*Problem statement*. The records below are to be retyped in full. Keep every word.

*Dataset content*.
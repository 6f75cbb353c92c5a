//! The gallery engine: one owning object for camera, session, content and
//! interactive entities, split across impl blocks by concern.

mod accessors;
/// The engine's interactive vocabulary.
pub mod command;
/// Pick-to-reaction decisions.
pub mod dispatch;
mod navigation;
mod options;
/// Info panel collaborator.
pub mod panel;

use glam::{Vec2, Vec3};
use log::debug;
use web_time::Instant;

use self::command::GalleryCommand;
use self::panel::{InfoPanel, LogPanel};
use crate::animation::animator::{TickOutcome, TransitionAnimator};
use crate::camera::controller::OrbitController;
use crate::camera::core::Camera;
use crate::content::GalleryContent;
use crate::error::GalleryError;
use crate::options::Options;
use crate::scene::EntityRegistry;
use crate::session::InteractionSession;

/// Longest frame step fed to the orbit damping (a backgrounded tab can
/// return after seconds).
const MAX_FRAME_STEP: f32 = 0.25;

/// The gallery's camera navigation and interaction core.
///
/// Owns the live camera, the orbit controller, the interaction session,
/// the transition animator, the gallery content with its viewpoints, and
/// the registered interactive entities. Nothing is global; the host holds
/// one engine and drives it.
///
/// # Frame loop
///
/// Call [`frame`](Self::frame) once per displayed frame with the current
/// time, then read [`camera`](Self::camera) or
/// [`camera_uniform`](Self::camera_uniform) to draw. Call
/// [`resize`](Self::resize) when the viewport changes.
///
/// # Input
///
/// Feed [`GalleryCommand`]s (usually from an
/// [`InputProcessor`](crate::input::InputProcessor)) to
/// [`execute`](Self::execute). Free-camera commands are dropped while a
/// scripted transition runs.
///
/// # Scene
///
/// Marker buttons from the content are registered at construction. Once the
/// host has loaded its meshes, hand them to
/// [`register_meshes`](Self::register_meshes).
pub struct GalleryEngine {
    camera: Camera,
    controller: OrbitController,
    session: InteractionSession,
    animator: TransitionAnimator,
    content: GalleryContent,
    entities: EntityRegistry,
    panel: Box<dyn InfoPanel>,
    options: Options,
    viewport: Vec2,
    last_frame: Option<Instant>,
}

// =============================================================================
// Construction
// =============================================================================

impl GalleryEngine {
    /// Engine over `content` with a viewport of `width` × `height` pixels.
    ///
    /// Marker buttons are registered immediately; exhibits follow once
    /// meshes are loaded. Info panel requests go to the log until
    /// [`set_panel`](Self::set_panel) is called.
    pub fn new(options: Options, content: GalleryContent, width: f32, height: f32) -> Self {
        let viewport = Vec2::new(width.max(0.0), height.max(0.0));
        let mut camera = Camera::new(
            Vec3::from_array(options.camera.initial_position),
            Vec3::from_array(options.camera.initial_target),
            options.camera.fovy,
            aspect_ratio(viewport),
        );
        camera.znear = options.camera.znear;
        camera.zfar = options.camera.zfar;

        let controller = OrbitController::new(&options.camera, viewport.y);
        let animator = TransitionAnimator::new(&options.navigation);

        let mut entities = EntityRegistry::new();
        let markers = entities.extend(content.marker_entities());
        debug!("registered {markers} navigation markers");

        Self {
            camera,
            controller,
            session: InteractionSession::new(),
            animator,
            content,
            entities,
            panel: Box::new(LogPanel),
            options,
            viewport,
            last_frame: None,
        }
    }

    /// Engine over the built-in gallery with default options.
    pub fn builtin(width: f32, height: f32) -> Result<Self, GalleryError> {
        Ok(Self::new(
            Options::default(),
            GalleryContent::builtin()?,
            width,
            height,
        ))
    }

    /// Route info panel requests to `panel`.
    pub fn set_panel(&mut self, panel: Box<dyn InfoPanel>) {
        self.panel = panel;
    }
}

// =============================================================================
// Frame loop
// =============================================================================

impl GalleryEngine {
    /// Advance the camera to `now`.
    ///
    /// While a transition is in flight only the animator writes the camera;
    /// otherwise the orbit controller applies its damped motion. Returns
    /// `true` if the camera moved.
    pub fn frame(&mut self, now: Instant) -> bool {
        let dt = self
            .last_frame
            .map_or(0.0, |last| now.saturating_duration_since(last).as_secs_f32())
            .min(MAX_FRAME_STEP);
        self.last_frame = Some(now);

        if self.session.is_free() {
            return self.controller.apply_frame_update(&mut self.camera, dt);
        }
        match self.animator.tick(
            &mut self.session,
            &mut self.controller,
            &mut self.camera,
            now,
        ) {
            TickOutcome::Idle => false,
            TickOutcome::InFlight { .. } | TickOutcome::Completed => true,
        }
    }

    /// Apply one command.
    pub fn execute(&mut self, command: GalleryCommand, now: Instant) {
        if command.is_free_camera_input() && !self.session.is_free() {
            debug!("dropping {command:?} during transition");
            return;
        }
        match command {
            GalleryCommand::RotateCamera { delta } => self.controller.rotate(delta),
            GalleryCommand::PanCamera { delta } => self.controller.pan(delta, &self.camera),
            GalleryCommand::Zoom { delta } => self.controller.zoom(delta),
            GalleryCommand::Pick { x, y } => {
                let _ = self.handle_click(Vec2::new(x, y), now);
            }
            GalleryCommand::GoToViewpoint { key } => {
                let _ = self.go_to_viewpoint(&key, now);
            }
            GalleryCommand::FrameEntity { id } => {
                let _ = self.frame_entity(&id, now);
            }
        }
    }
}

fn aspect_ratio(viewport: Vec2) -> f32 {
    if viewport.x > 0.0 && viewport.y > 0.0 {
        viewport.x / viewport.y
    } else {
        1.0
    }
}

*Answer to this problem*.
repository 6f75cbb353c92c5a
//! The gallery engine: one owning object for camera, session, content and
//! interactive entities, split across impl blocks by concern.

mod accessors;
/// The engine's interactive vocabulary.
pub mod command;
/// Pick-to-reaction decisions.
pub mod dispatch;
mod navigation;
mod options;
/// Info panel collaborator.
pub mod panel;

use glam::{Vec2, Vec3};
use log::debug;
use web_time::Instant;

use self::command::GalleryCommand;
use self::panel::{InfoPanel, LogPanel};
use crate::animation::animator::{TickOutcome, TransitionAnimator};
use crate::camera::controller::OrbitController;
use crate::camera::core::Camera;
use crate::content::GalleryContent;
use crate::error::GalleryError;
use crate::options::Options;
use crate::scene::EntityRegistry;
use crate::session::InteractionSession;

/// Longest frame step fed to the orbit damping (a backgrounded tab can
/// return after seconds).
const MAX_FRAME_STEP: f32 = 0.25;

/// The gallery's camera navigation and interaction core.
///
/// Owns the live camera, the orbit controller, the interaction session,
/// the transition animator, the gallery content with its viewpoints, and
/// the registered interactive entities. Nothing is global; the host holds
/// one engine and drives it.
///
/// # Frame loop
///
/// Call [`frame`](Self::frame) once per displayed frame with the current
/// time, then read [`camera`](Self::camera) or
/// [`camera_uniform`](Self::camera_uniform) to draw. Call
/// [`resize`](Self::resize) when the viewport changes.
///
/// # Input
///
/// Feed [`GalleryCommand`]s (usually from an
/// [`InputProcessor`](crate::input::InputProcessor)) to
/// [`execute`](Self::execute). Free-camera commands are dropped while a
/// scripted transition runs.
///
/// # Scene
///
/// Marker buttons from the content are registered at construction. Once the
/// host has loaded its meshes, hand them to
/// [`register_meshes`](Self::register_meshes).
pub struct GalleryEngine {
    camera: Camera,
    controller: OrbitController,
    session: InteractionSession,
    animator: TransitionAnimator,
    content: GalleryContent,
    entities: EntityRegistry,
    panel: Box<dyn InfoPanel>,
    options: Options,
    viewport: Vec2,
    last_frame: Option<Instant>,
}

// =============================================================================
// Construction
// =============================================================================

impl GalleryEngine {
    /// Engine over `content` with a viewport of `width` × `height` pixels.
    ///
    /// Marker buttons are registered immediately; exhibits follow once
    /// meshes are loaded. Info panel requests go to the log until
    /// [`set_panel`](Self::set_panel) is called.
    pub fn new(options: Options, content: GalleryContent, width: f32, height: f32) -> Self {
        let viewport = Vec2::new(width.max(0.0), height.max(0.0));
        let mut camera = Camera::new(
            Vec3::from_array(options.camera.initial_position),
            Vec3::from_array(options.camera.initial_target),
            options.camera.fovy,
            aspect_ratio(viewport),
        );
        camera.znear = options.camera.znear;
        camera.zfar = options.camera.zfar;

        let controller = OrbitController::new(&options.camera, viewport.y);
        let animator = TransitionAnimator::new(&options.navigation);

        let mut entities = EntityRegistry::new();
        let markers = entities.extend(content.marker_entities());
        debug!("registered {markers} navigation markers");

        Self {
            camera,
            controller,
            session: InteractionSession::new(),
            animator,
            content,
            entities,
            panel: Box::new(LogPanel),
            options,
            viewport,
            last_frame: None,
        }
    }

    /// Engine over the built-in gallery with default options.
    pub fn builtin(width: f32, height: f32) -> Result<Self, GalleryError> {
        Ok(Self::new(
            Options::default(),
            GalleryContent::builtin()?,
            width,
            height,
        ))
    }

    /// Route info panel requests to `panel`.
    pub fn set_panel(&mut self, panel: Box<dyn InfoPanel>) {
        self.panel = panel;
    }
}

// =============================================================================
// Frame loop
// =============================================================================

impl GalleryEngine {
    /// Advance the camera to `now`.
    ///
    /// While a transition is in flight only the animator writes the camera;
    /// otherwise the orbit controller applies its damped motion. Returns
    /// `true` if the camera moved.
    pub fn frame(&mut self, now: Instant) -> bool {
        let dt = self
            .last_frame
            .map_or(0.0, |last| now.saturating_duration_since(last).as_secs_f32())
            .min(MAX_FRAME_STEP);
        self.last_frame = Some(now);

        if self.session.is_free() {
            return self.controller.apply_frame_update(&mut self.camera, dt);
        }
        match self.animator.tick(
            &mut self.session,
            &mut self.controller,
            &mut self.camera,
            now,
        ) {
            TickOutcome::Idle => false,
            TickOutcome::InFlight { .. } | TickOutcome::Completed => true,
        }
    }

    /// Apply one command.
    pub fn execute(&mut self, command: GalleryCommand, now: Instant) {
        if command.is_free_camera_input() && !self.session.is_free() {
            debug!("dropping {command:?} during transition");
            return;
        }
        match command {
            GalleryCommand::RotateCamera { delta } => self.controller.rotate(delta),
            GalleryCommand::PanCamera { delta } => self.controller.pan(delta, &self.camera),
            GalleryCommand::Zoom { delta } => self.controller.zoom(delta),
            GalleryCommand::Pick { x, y } => {
                let _ = self.handle_click(Vec2::new(x, y), now);
            }
            GalleryCommand::GoToViewpoint { key } => {
                let _ = self.go_to_viewpoint(&key, now);
            }
            GalleryCommand::FrameEntity { id } => {
                let _ = self.frame_entity(&id, now);
            }
        }
    }
}

fn aspect_ratio(viewport: Vec2) -> f32 {
    if viewport.x > 0.0 && viewport.y > 0.0 {
        viewport.x / viewport.y
    } else {
        1.0
    }
}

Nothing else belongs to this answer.